INPUT MATERIAL:
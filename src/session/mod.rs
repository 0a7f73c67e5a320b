//! Sessions: the units of work against one collection.
//!
//! An [`IndexSession`] owns the concurrent build pipeline for a collection's
//! in-memory trees and flushes them to disk. A [`WriteSession`] layers
//! document storage on top of indexing. A [`QuerySession`] drives the read
//! path: map, reduce, sort, resolve.

pub mod index;
pub mod query;
pub mod write;

pub use index::{ColumnInfo, IndexSession};
pub use query::{QueryResult, QuerySession, ScoredDocument};
pub use write::WriteSession;
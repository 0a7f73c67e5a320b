//! Queries: boolean clauses over field terms and phrases.

pub mod parser;
pub mod scorer;

pub use parser::QueryParser;
pub use scorer::{ConstantScorer, Scorer, SimilarityScorer};

/// How a clause combines with the accumulated result.
#[derive(Debug, Clone, Copy, PartialEq, Eq)]
pub enum Occur {
    /// The clause must match (intersection).
    Must,
    /// The clause may match (union, scores accumulate).
    Should,
    /// The clause must not match (removal).
    MustNot,
}

/// One clause of a query: a field, a raw value, and how its matches
/// combine. A phrase clause combines its tokens additively instead of
/// applying the boolean operator per token.
#[derive(Debug, Clone, PartialEq)]
pub struct Clause {
    pub occur: Occur,
    pub field: String,
    pub value: String,
    pub phrase: bool,
}

impl Clause {
    pub fn term<F: Into<String>, V: Into<String>>(occur: Occur, field: F, value: V) -> Self {
        Clause {
            occur,
            field: field.into(),
            value: value.into(),
            phrase: false,
        }
    }

    pub fn phrase<F: Into<String>, V: Into<String>>(occur: Occur, field: F, value: V) -> Self {
        Clause {
            occur,
            field: field.into(),
            value: value.into(),
            phrase: true,
        }
    }
}

/// A parsed query plus its result window and field selection.
#[derive(Debug, Clone, Default, PartialEq)]
pub struct Query {
    pub clauses: Vec<Clause>,
    /// Fields to return with each document; empty means all.
    pub select: Vec<String>,
    /// Documents to skip past in the sorted result.
    pub skip: usize,
    /// Documents to return; `0` means all remaining.
    pub take: usize,
}

impl Query {
    pub fn new(clauses: Vec<Clause>) -> Self {
        Query {
            clauses,
            ..Query::default()
        }
    }

    pub fn with_window(mut self, skip: usize, take: usize) -> Self {
        self.skip = skip;
        self.take = take;
        self
    }

    pub fn with_select(mut self, select: Vec<String>) -> Self {
        self.select = select;
        self
    }
}
//! Per-column on-disk index: paged serialization and closest-match reads.
//!
//! A column is one field's similarity tree within a collection. Each flush
//! appends one page (a pre-order run of node blocks) to the column's index
//! file and records its extent in the page index. Queries scan pages in
//! parallel and reduce to a single best hit.

pub mod page;
pub mod reader;
pub mod writer;

pub use page::{PageIndexWriter, PageInfo, read_page_info};
pub use reader::{ColumnReader, Hit};
pub use writer::ColumnWriter;

use byteorder::{LittleEndian, ReadBytesExt, WriteBytesExt};

use crate::error::{CanopyError, Result};
use crate::tree::{TERMINATOR_BOTH, TERMINATOR_LEFT_ONLY, TERMINATOR_NONE, TERMINATOR_RIGHT_ONLY};

/// Size in bytes of one serialized node block:
/// `vectorOffset:i64, postingsOffset:i64, componentCount:u32, weight:u32,
/// terminator:u8`.
pub const BLOCK_SIZE: usize = 25;

/// One decoded node block from a column's index file.
#[derive(Debug, Clone, Copy, PartialEq, Eq)]
pub struct NodeBlock {
    pub vector_offset: u64,
    pub postings_offset: u64,
    pub component_count: u32,
    pub weight: u32,
    pub terminator: u8,
}

impl NodeBlock {
    /// Append this block's [`BLOCK_SIZE`] bytes to `out`.
    pub fn encode(&self, out: &mut Vec<u8>) -> Result<()> {
        out.write_i64::<LittleEndian>(self.vector_offset as i64)?;
        out.write_i64::<LittleEndian>(self.postings_offset as i64)?;
        out.write_u32::<LittleEndian>(self.component_count)?;
        out.write_u32::<LittleEndian>(self.weight)?;
        out.write_u8(self.terminator)?;
        Ok(())
    }

    /// Decode one block. The terminator byte is validated; offsets are not,
    /// since only the streams they point into can judge them.
    pub fn decode(block: &[u8]) -> Result<NodeBlock> {
        debug_assert_eq!(block.len(), BLOCK_SIZE);

        let mut cursor = block;
        let vector_offset = cursor.read_i64::<LittleEndian>()?;
        let postings_offset = cursor.read_i64::<LittleEndian>()?;
        let component_count = cursor.read_u32::<LittleEndian>()?;
        let weight = cursor.read_u32::<LittleEndian>()?;
        let terminator = cursor.read_u8()?;

        if vector_offset < 0 || postings_offset < 0 {
            return Err(CanopyError::corrupt(
                "node block holds a negative stream offset",
            ));
        }
        if terminator > TERMINATOR_NONE {
            return Err(CanopyError::corrupt(format!(
                "unknown node terminator {terminator}"
            )));
        }

        Ok(NodeBlock {
            vector_offset: vector_offset as u64,
            postings_offset: postings_offset as u64,
            component_count,
            weight,
            terminator,
        })
    }

    /// Whether the pre-order successor of this block is the node's left
    /// child.
    pub fn has_left(&self) -> bool {
        self.terminator == TERMINATOR_BOTH || self.terminator == TERMINATOR_LEFT_ONLY
    }

    /// Whether the node has a right child.
    pub fn has_right(&self) -> bool {
        self.terminator == TERMINATOR_BOTH || self.terminator == TERMINATOR_RIGHT_ONLY
    }
}

#[cfg(test)]
mod tests {
    use super::*;

    #[test]
    fn test_block_round_trip() {
        let block = NodeBlock {
            vector_offset: 4096,
            postings_offset: 72,
            component_count: 3,
            weight: 5,
            terminator: TERMINATOR_BOTH,
        };

        let mut bytes = Vec::new();
        block.encode(&mut bytes).unwrap();
        assert_eq!(bytes.len(), BLOCK_SIZE);

        assert_eq!(NodeBlock::decode(&bytes).unwrap(), block);
    }

    #[test]
    fn test_unknown_terminator_is_corrupt() {
        let block = NodeBlock {
            vector_offset: 0,
            postings_offset: 0,
            component_count: 0,
            weight: 1,
            terminator: TERMINATOR_RIGHT_ONLY,
        };

        let mut bytes = Vec::new();
        block.encode(&mut bytes).unwrap();
        bytes[BLOCK_SIZE - 1] = 9;

        assert!(matches!(
            NodeBlock::decode(&bytes),
            Err(CanopyError::Corrupt(_))
        ));
    }
}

PROBLEM STATEMENT:
Copy out all lines of the material above in which "WriteSession" occurs.

RESULT OF THE TASK:
//! in-memory trees and flushes them to disk. A [`WriteSession`] layers
pub use write::WriteSession;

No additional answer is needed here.